The launch of the Luna-25 lander is Russia’s first mission to the moon since 1976, an era when the former Soviet Union was at the forefront of conquering space.
But since the fall of the Soviet Union, Moscow has faced a series of hardships such as funding shortages and corruption scandals.
The Soyuz rocket, which carries this probe with about 800 kilograms, took off from the Vostochny cosmodrome, in the Far East, at 02:10 in Moscow (23:10 on Thursday), according to images broadcast live by the Roscosmos space agency.
The plane soared, leaving behind a thick cloud of smoke and flames that popped into the gray sky.
It is expected that the device will reach orbit around the moon within five days, as it will take between three and seven days to choose a good place to land the moon in the south pole region of the satellite.
“The spacecraft is scheduled to enter lunar orbit (…) on August 16, with a landing on the surface of the Earth’s natural satellite on August 21 north of the Boguslavsky crater,” Roscosmos specified in a statement, the moon’s south pole.
Alexander Plugin, a senior official of Roskosmos, said in an interview with the official newspaper Rossiyskaya Gazeta.
The Russian Space Agency plans a one-year mission to collect soil samples and analyzes for “long-term scientific research.”
– ‘The ambition of our ancestors’ –
This launch comes in the context of isolation from the Russian programme, as Roscosmos has been rejected by Western powers.
In line with its diplomatic strategy, Russia is seeking to develop space cooperation with China.
Independent Russian analyst Vitaly Egorov claimed that this mission is a test for the Russian space programme. “The most important question is, can you land on the moon?” he asked.
Russian President Vladimir Putin has vowed to continue the space program despite the sanctions, citing as an example the time the Soviet Union sent its first man into space in 1961 amid tensions with the West.
“We are guided by the ambition of our ancestors to move forward despite the difficulties and attempts that hold us back,” he said on a visit to Vostochny last year.
– ‘Risky’ mission –
Roskosmos director Yuri Borisov admitted in June that the mission was “risky”. “In the world, the probability of success of this type of mission is estimated at 70%,” he said at a meeting with Putin.
The regional governor, Mikhail Degtyarov, announced on Telegram that the first floor of the Soyuz launcher fell 28 km from the town of Shakhtinsky, in the Khabarovsk region.
The authorities evacuated the residents an hour before the shooting, although they were able to return to their homes a few hours later.
The last Soviet mission to the Moon in 1976, Luna-24, returned soil samples from the satellite to Earth.
The space sector is a source of pride for Russia, as the Soviets launched the first artificial satellite into orbit, Sputnik, put the first animal into orbit with the mission of the dog Laika, and then sent the first human into space, the cosmonaut. Yuri Gagarin.

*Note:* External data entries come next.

impl PipelineResult {
    pub fn prediction_table(&self) -> String {
        render_predictions(&self.predictions, self.delimiter)
    }

    pub fn sequence_table(&self) -> Option<String> {
        self.sequence_rows
            .as_ref()
            .map(|rows| render_aggregated(rows, "sequence_id", self.delimiter))
    }

    pub fn genome_table(&self) -> Option<String> {
        self.genome_rows
            .as_ref()
            .map(|rows| render_aggregated(rows, "genomic_file", self.delimiter))
    }

    /// Write every requested artifact. Either all files appear or none do.
    pub fn write(&self, outputs: &PipelineOutputs) -> Result<()> {
        let predictions = self.prediction_table();
        let sequences = outputs.sequences.as_ref().zip(self.sequence_table());
        let genomes = outputs.genomes.as_ref().zip(self.genome_table());

        let mut files = vec![(outputs.predictions.as_path(), predictions.as_str())];
        if let Some((path, body)) = &sequences {
            files.push((path.as_path(), body.as_str()));
        }
        if let Some((path, body)) = &genomes {
            files.push((path.as_path(), body.as_str()));
        }
        write_atomic_all(&files)
    }
}

/// Destination paths. Aggregated tables are only written when both a path is
/// given and the corresponding level ran.
#[derive(Debug, Clone, PartialEq, Eq)]
pub struct PipelineOutputs {
    pub predictions: PathBuf,
    pub sequences: Option<PathBuf>,
    pub genomes: Option<PathBuf>,
}

fn execute<C: Classifier + ?Sized>(
    sequences: &[Sequence],
    config: &PipelineConfig,
    classifier: &C,
    observer: &mut dyn ProgressObserver,
) -> Result<PipelineResult> {
    config.validate()?;
    let mut summary = RunSummary {
        sequences: sequences.len(),
        ..RunSummary::default()
    };

    // 1. Segment everything, remembering where each segment came from
    observer.on_stage(Stage::Segmenting {
        sequences: sequences.len(),
    });
    let segmentation = segment_all(sequences, &config.segment);
    let segments = segmentation.segments;
    summary.segments = segments.len();
    summary.dropped_windows = segmentation.dropped_windows;
    summary.overlap_corrected = segmentation.overlap_corrected;
    summary.empty_sequences = segmentation.empty_sequences;

    let mut origin: AHashMap<&str, &str> = AHashMap::with_capacity(segments.len());
    for seg in &segments {
        if origin.insert(&seg.segment_id, &seg.parent_id).is_some() {
            log::warn!("duplicate segment id {}; sequence ids should be unique", seg.segment_id);
        }
    }
    summary.ambiguous_ids = origin
        .iter()
        .filter(|(segment_id, parent_id)| seq_id::parse(segment_id).parent_id != **parent_id)
        .count();
    if summary.ambiguous_ids > 0 {
        log::warn!(
            "{} segment id(s) do not parse back to their source sequence",
            summary.ambiguous_ids
        );
    }
    log::info!(
        "cut {} sequence(s) into {} segment(s) ({} short window(s) dropped)",
        summary.sequences,
        summary.segments,
        summary.dropped_windows
    );

    // 2. One classifier call over the whole flattened list
    observer.on_stage(Stage::Classifying {
        segments: segments.len(),
    });
    let scores = if segments.is_empty() {
        Vec::new()
    } else {
        let batch: Vec<&str> = segments.iter().map(|s| s.bases.as_str()).collect();
        classifier.classify(&batch)?
    };

    // 3. Positional identity only holds if the cardinality matches
    if scores.len() != segments.len() {
        return Err(AmrError::CountMismatch {
            expected: segments.len(),
            actual: scores.len(),
        });
    }

    // 4. Prediction rows
    let predictions: Vec<PredictionRow> = segments
        .iter()
        .zip(&scores)
        .map(|(seg, probs)| PredictionRow {
            sequence_id: seg.segment_id.clone(),
            length: seg.len(),
            resistant_prob: probs.resistant,
            susceptible_prob: probs.susceptible,
            start: Some(seg.start),
            end: Some(seg.end),
            genomic_id: None,
        })
        .collect();

    let mut result = PipelineResult {
        predictions,
        sequence_rows: None,
        genome_rows: None,
        summary,
        delimiter: config.delimiter,
    };

    if !config.aggregate_sequences {
        if config.genome.is_some() {
            log::info!("sequence aggregation disabled; skipping genome aggregation too");
        }
        return Ok(result);
    }

    // 5. Sequence level
    observer.on_stage(Stage::AggregatingSequences {
        rows: result.predictions.len(),
    });
    let seq_agg = aggregate_sequences(&result.predictions, config.threshold);
    result.summary.unparsed_ids = seq_agg.unparsed_ids;
    result.summary.sequence_rows = seq_agg.rows.len();

    // 6. Genome level, chained off the chosen artifact
    if let Some(source) = config.genome {
        let genome_agg = match source {
            GenomeSource::Predictions => {
                observer.on_stage(Stage::AggregatingGenomes {
                    rows: result.predictions.len(),
                });
                aggregate_genomes(&result.predictions, config.threshold)
            }
            GenomeSource::Sequences => {
                observer.on_stage(Stage::AggregatingGenomes {
                    rows: seq_agg.rows.len(),
                });
                aggregate_genomes(&seq_agg.rows, config.threshold)
            }
        };
        result.summary.genome_dropped_rows = genome_agg.dropped_rows;
        result.summary.genome_rows = genome_agg.rows.len();
        result.genome_rows = Some(genome_agg.rows);
    }
    result.sequence_rows = Some(seq_agg.rows);

    Ok(result)
}

/// Segment, classify and aggregate in memory.
///
/// Configuration and cardinality failures are returned unchanged;
/// unparsed ids and overlap corrections are only counted on the summary.
pub fn run<C: Classifier + ?Sized>(
    sequences: &[Sequence],
    config: &PipelineConfig,
    classifier: &C,
    observer: &mut dyn ProgressObserver,
) -> Result<PipelineResult> {
    let result = execute(sequences, config, classifier, observer)?;
    observer.on_stage(Stage::Done);
    Ok(result)
}

/// Like [`run`], then writes the artifacts. Nothing is written on failure.
pub fn run_to_files<C: Classifier + ?Sized>(
    sequences: &[Sequence],
    config: &PipelineConfig,
    classifier: &C,
    outputs: &PipelineOutputs,
    observer: &mut dyn ProgressObserver,
) -> Result<PipelineResult> {
    let result = execute(sequences, config, classifier, observer)?;
    observer.on_stage(Stage::Writing);
    result.write(outputs)?;
    observer.on_stage(Stage::Done);
    Ok(result)
}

However, the United States won the space race when Neil Armstrong landed on the moon in 1969.
Russia’s space programme, which relies heavily on Soviet technologies, has struggled to innovate and is underfunded as Moscow prioritizes military spending.
In addition, it has been marred by corruption scandals and launch failures, and has had to face increasing competition from the United States, China, and private companies such as SpaceX, from billionaire Elon Musk.